Als Li Yutong Lin Fengs Gesichtsausdruck sah, zog sich ihr Herz zusammen, und sie fragte mit leiser Stimme.
„Erinnerst du dich an Shi Ningxue, von der ich dir erzählt habe? Sie ist die Frau, die mit uns ins Unsterbliche Reich aufgestiegen ist. Sie sieht Mo Chou Nu zum Verwechseln ähnlich.“ Lin Feng flüsterte Li Yutong zu: „Ich habe Shi Ningxue seit vielen Jahren nicht mehr gesehen, aber als wir uns trafen, war ihr Kultivierungsniveau ungefähr so hoch wie unseres. Es ist unmöglich, dass sie sich so schnell weiterentwickelt hat. Diese Frau muss etwas daraus gewonnen haben.“
„Dieser Mo Chou Nu scheint der Herrscher der Unterwelt zu sein. Ich erinnere mich, dass Qing Luo sagte, als sie als kleines Kind hierherkam, habe dieser Mo Chou Nu bereits existiert. Es kann nicht Shi Ningxue sein“, sagte Li Yutong erleichtert und leise.

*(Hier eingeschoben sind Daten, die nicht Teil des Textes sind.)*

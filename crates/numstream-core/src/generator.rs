//! The 32-bit Mersenne Twister (MT19937).
//!
//! Clients recompute the server's checksum from the numbers they receive, so
//! the only requirement is that the output stream matches the reference
//! MT19937 bit-for-bit for a given seed. Seeding uses the standard
//! `init_genrand` recurrence over the low 32 bits of the seed.

use std::fmt;

use rand::RngCore;

const N: usize = 624;
const M: usize = 397;
const MATRIX_A: u32 = 0x9908_b0df;
const UPPER_MASK: u32 = 0x8000_0000;
const LOWER_MASK: u32 = 0x7fff_ffff;
const INIT_MULTIPLIER: u32 = 1_812_433_253;

/// Seed used by the reference implementation when none is given.
pub const DEFAULT_SEED: u64 = 5489;

/// MT19937 generator state.
///
/// `Clone` copies the whole state vector, so a cloned generator continues
/// independently from the same position.
#[derive(Clone, PartialEq, Eq)]
pub struct Mt19937 {
    state: [u32; N],
    index: usize,
}

impl Mt19937 {
    /// Create a generator seeded with `seed`.
    pub fn new(seed: u64) -> Self {
        let mut mt = Self {
            state: [0u32; N],
            index: N,
        };
        mt.seed(seed);
        mt
    }

    /// Reset the generator to the state derived from `seed`.
    ///
    /// Only the low 32 bits of `seed` are used.
    pub fn seed(&mut self, seed: u64) {
        self.state[0] = seed as u32;
        for i in 1..N {
            let prev = self.state[i - 1];
            self.state[i] = INIT_MULTIPLIER
                .wrapping_mul(prev ^ (prev >> 30))
                .wrapping_add(i as u32);
        }
        self.index = N;
    }

    /// Advance the generator and return the next output.
    pub fn next_u32(&mut self) -> u32 {
        if self.index >= N {
            self.twist();
        }

        let mut y = self.state[self.index];
        self.index += 1;

        // Tempering
        y ^= y >> 11;
        y ^= (y << 7) & 0x9d2c_5680;
        y ^= (y << 15) & 0xefc6_0000;
        y ^= y >> 18;
        y
    }

    /// Regenerate the full state vector.
    fn twist(&mut self) {
        for i in 0..N {
            let y = (self.state[i] & UPPER_MASK) | (self.state[(i + 1) % N] & LOWER_MASK);
            let mut next = self.state[(i + M) % N] ^ (y >> 1);
            if y & 1 != 0 {
                next ^= MATRIX_A;
            }
            self.state[i] = next;
        }
        self.index = 0;
    }
}

impl Default for Mt19937 {
    fn default() -> Self {
        Self::new(DEFAULT_SEED)
    }
}

impl fmt::Debug for Mt19937 {
    fn fmt(&self, f: &mut fmt::Formatter<'_>) -> fmt::Result {
        f.debug_struct("Mt19937").field("index", &self.index).finish_non_exhaustive()
    }
}

impl RngCore for Mt19937 {
    fn next_u32(&mut self) -> u32 {
        Mt19937::next_u32(self)
    }

    fn next_u64(&mut self) -> u64 {
        let low = u64::from(Mt19937::next_u32(self));
        let high = u64::from(Mt19937::next_u32(self));
        (high << 32) | low
    }

    fn fill_bytes(&mut self, dest: &mut [u8]) {
        // Little-endian words; a short tail takes the low bytes of one more.
        for chunk in dest.chunks_mut(4) {
            let word = Mt19937::next_u32(self).to_le_bytes();
            chunk.copy_from_slice(&word[..chunk.len()]);
        }
    }

    fn try_fill_bytes(&mut self, dest: &mut [u8]) -> Result<(), rand::Error> {
        self.fill_bytes(dest);
        Ok(())
    }
}
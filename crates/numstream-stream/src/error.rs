//! Error types for the stream module.

use numstream_core::ClientId;
use thiserror::Error;

use crate::messages::ErrorCode;

/// Errors that can occur while serving or consuming a stream.
#[derive(Debug, Error)]
pub enum StreamError {
    /// The identity expired and cannot be reused.
    #[error("clientID {0} has expired and cannot be reused")]
    Expired(ClientId),

    /// The request was malformed.
    #[error("invalid request: {0}")]
    InvalidRequest(String),

    /// Transport-level error.
    #[error("transport error: {0}")]
    Transport(String),

    /// Frame encoding or decoding failed.
    #[error("codec error: {0}")]
    Codec(String),

    /// I/O error.
    #[error("I/O error: {0}")]
    Io(#[from] std::io::Error),

    /// Store operation failed.
    #[error("store error: {0}")]
    Store(#[from] numstream_store::StoreError),

    /// Peer sent an error message.
    #[error("peer error ({code:?}): {message}")]
    Peer { code: ErrorCode, message: String },
}

impl StreamError {
    /// Wire error code for this error.
    pub fn code(&self) -> ErrorCode {
        match self {
            StreamError::Expired(_) => ErrorCode::Expired,
            StreamError::InvalidRequest(_) => ErrorCode::InvalidRequest,
            StreamError::Peer { code, .. } => *code,
            StreamError::Store(numstream_store::StoreError::Rejected(_)) => ErrorCode::Expired,
            _ => ErrorCode::Internal,
        }
    }

    /// Message sent to the client for this error.
    ///
    /// Matches the wording clients already match on.
    pub fn wire_message(&self) -> String {
        match self {
            StreamError::Expired(_) | StreamError::Store(numstream_store::StoreError::Rejected(_)) => {
                "clientID has expired and cannot be reused".to_string()
            }
            StreamError::InvalidRequest(reason) => reason.clone(),
            other => other.to_string(),
        }
    }

    /// Whether retrying with the same identity could succeed.
    pub fn is_retryable(&self) -> bool {
        !matches!(self.code(), ErrorCode::Expired | ErrorCode::InvalidRequest)
    }
}

/// Result type for stream operations.
pub type Result<T> = std::result::Result<T, StreamError>;

#[cfg(test)]
mod tests {
    use super::*;

    #[test]
    fn test_error_codes() {
        assert_eq!(StreamError::Expired(ClientId::NIL).code(), ErrorCode::Expired);
        assert_eq!(
            StreamError::InvalidRequest("cannot send 0 numbers".into()).code(),
            ErrorCode::InvalidRequest
        );
        assert_eq!(
            StreamError::Transport("peer closed".into()).code(),
            ErrorCode::Internal
        );
    }

    #[test]
    fn test_retryable() {
        assert!(!StreamError::Expired(ClientId::NIL).is_retryable());
        assert!(!StreamError::InvalidRequest("x".into()).is_retryable());
        assert!(StreamError::Transport("reset".into()).is_retryable());
    }

    #[test]
    fn test_wire_messages() {
        assert_eq!(
            StreamError::Expired(ClientId::NIL).wire_message(),
            "clientID has expired and cannot be reused"
        );
        assert_eq!(
            StreamError::InvalidRequest("cannot send 0 numbers".into()).wire_message(),
            "cannot send 0 numbers"
        );
    }
}
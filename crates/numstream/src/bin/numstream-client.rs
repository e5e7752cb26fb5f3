//! numstream client: fetches a number stream and verifies its checksum.
//!
//! In test mode the stream is deliberately broken halfway and resumed on a
//! second connection.

use std::process::ExitCode;

use anyhow::{Context, Result};
use clap::Parser;
use rand::Rng;
use tracing_subscriber::layer::SubscriberExt;
use tracing_subscriber::util::SubscriberInitExt;
use tracing_subscriber::EnvFilter;

use numstream::core::limits::{clamp_count, MAX_COUNT};
use numstream::{
    run_split_stream_with, run_standard_with, ClientId, SplitStreamParams, DEFAULT_PORT,
};

/// numstream client - fetch and verify a number stream
#[derive(Parser, Debug)]
#[command(name = "numstream-client")]
#[command(version, about, long_about = None)]
struct Args {
    /// Port of the server to connect to
    #[arg(long, default_value_t = DEFAULT_PORT)]
    port: u16,

    /// Host of the server to connect to
    #[arg(long, default_value = "localhost")]
    host: String,

    /// Number of messages to receive; 0 picks a random count between 1 and 65535
    #[arg(long, default_value_t = 0)]
    num_messages: u32,

    /// Break the stream halfway and resume it on a second connection
    #[arg(long)]
    test_mode: bool,

    /// Client UUID (test mode only)
    #[arg(long)]
    test_uuid: Option<String>,

    /// Seed for the server's generator (test mode only)
    #[arg(long, default_value_t = 1)]
    test_seed: u32,

    /// Expected checksum of the full sequence (test mode only)
    #[arg(long)]
    test_checksum: Option<String>,

    /// Log level (trace, debug, info, warn, error)
    #[arg(long, default_value = "warn")]
    log_level: String,
}

#[tokio::main]
async fn main() -> ExitCode {
    let args = Args::parse();

    let filter = EnvFilter::try_new(&args.log_level).unwrap_or_else(|_| EnvFilter::new("warn"));
    tracing_subscriber::registry()
        .with(filter)
        .with(tracing_subscriber::fmt::layer().with_writer(std::io::stderr))
        .init();

    match run(args).await {
        Ok(checksum) => {
            println!("SUCCESS: checksum={checksum}");
            ExitCode::SUCCESS
        }
        Err(e) => {
            println!("FAILURE: {e:#}");
            ExitCode::FAILURE
        }
    }
}

async fn run(args: Args) -> Result<String> {
    let addr = format!("{}:{}", args.host, args.port);
    let count = match args.num_messages {
        0 => rand::thread_rng().gen_range(1..=MAX_COUNT),
        n => clamp_count(n),
    };

    if !args.test_mode {
        let run = run_standard_with(addr.as_str(), count, |number| println!("{number}"))
            .await
            .context("error getting numbers")?;
        return Ok(run.checksum);
    }

    let client_id: ClientId = args
        .test_uuid
        .as_deref()
        .context("--test-uuid is required in test mode")?
        .parse()
        .context("unable to parse provided UUID")?;

    let mut params = SplitStreamParams::new(client_id, count, args.test_seed);
    if let Some(checksum) = args.test_checksum {
        params = params.with_expected_checksum(checksum);
    }

    let run =
        run_split_stream_with(addr.as_str(), params, |number| println!("{number}")).await?;
    Ok(run.checksum)
}
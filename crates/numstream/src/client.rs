//! TCP client for number streams.

use tokio::io::AsyncWriteExt;
use tokio::net::{TcpStream, ToSocketAddrs};

use numstream_core::ClientId;
use numstream_stream::{read_message, write_message, NumbersRequest, StreamError, StreamMessage};

use crate::error::{NumstreamError, Result};

/// Numbers received over one connection.
#[derive(Debug, Clone, Default, PartialEq, Eq)]
pub struct Fetch {
    /// Numbers in the order received.
    pub numbers: Vec<u32>,
    /// Checksum from the final payload, if it arrived.
    pub checksum: Option<String>,
}

impl Fetch {
    /// Whether the final payload was received.
    pub fn is_complete(&self) -> bool {
        self.checksum.is_some()
    }
}

/// A connection to a number server.
///
/// A connection carries a single request, so fetching consumes the client.
pub struct NumberClient {
    stream: TcpStream,
}

impl NumberClient {
    /// Connect to the server at `addr`.
    pub async fn connect(addr: impl ToSocketAddrs) -> Result<Self> {
        let stream = TcpStream::connect(addr).await?;
        stream.set_nodelay(true)?;
        Ok(Self { stream })
    }

    /// Request numbers and read them until the final payload.
    ///
    /// With `break_after = Some(k)` the connection is closed after `k`
    /// numbers, leaving the session on the server resumable.
    pub async fn get_numbers(
        self,
        client_id: ClientId,
        count: u32,
        seed: u32,
        break_after: Option<u32>,
    ) -> Result<Fetch> {
        self.get_numbers_with(client_id, count, seed, break_after, |_| {})
            .await
    }

    /// Like [`get_numbers`](Self::get_numbers), calling `on_number` as each
    /// number arrives.
    pub async fn get_numbers_with(
        self,
        client_id: ClientId,
        count: u32,
        seed: u32,
        break_after: Option<u32>,
        mut on_number: impl FnMut(u32),
    ) -> Result<Fetch> {
        let break_after = break_after.filter(|&k| k > 0);
        let (mut reader, mut writer) = self.stream.into_split();

        let request = NumbersRequest::new(client_id, count, seed);
        write_message(&mut writer, &StreamMessage::Request(request)).await?;

        let mut fetch = Fetch::default();
        loop {
            match read_message(&mut reader).await? {
                Some(StreamMessage::Number(response)) => {
                    on_number(response.number);
                    fetch.numbers.push(response.number);

                    if response.is_final() {
                        fetch.checksum = Some(response.checksum);
                        let _ = writer.shutdown().await;
                        return Ok(fetch);
                    }

                    if break_after.is_some_and(|k| fetch.numbers.len() == k as usize) {
                        tracing::debug!(received = fetch.numbers.len(), "breaking connection");
                        return Ok(fetch);
                    }
                }
                Some(StreamMessage::Error { code, message }) => {
                    return Err(StreamError::Peer { code, message }.into());
                }
                Some(StreamMessage::Request(_)) => {
                    return Err(NumstreamError::Protocol(
                        "server sent a request frame".into(),
                    ));
                }
                None => return Ok(fetch),
            }
        }
    }
}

Lin Feng ist von unzähligen Frauen umgeben, doch im Laufe der Jahre hat er keine neue mit nach Hause gebracht. Das beruhigt die anderen, aber als Li Yutong hörte, wie Lin Feng die Frau vor ihr, Mo Chou, erwähnte, stockte ihr der Atem.
Wenn diese Mo Chou-Frau vor ihnen irgendeine Verwicklung mit Lin Feng hat, dann bekommen sie eine Schwester mehr.
Da bereits so viele Schwestern ihre Gefühle für Lin Feng offenbart hatten, wollten sie keine weitere Schwester an ihrer Seite. Als Li Yutong Lin Fengs Erklärung hörte, atmete sie erleichtert auf.
Solange es das nicht ist, ist alles in Ordnung.
Li Yutong blickte zum Kampf am Himmel hinauf.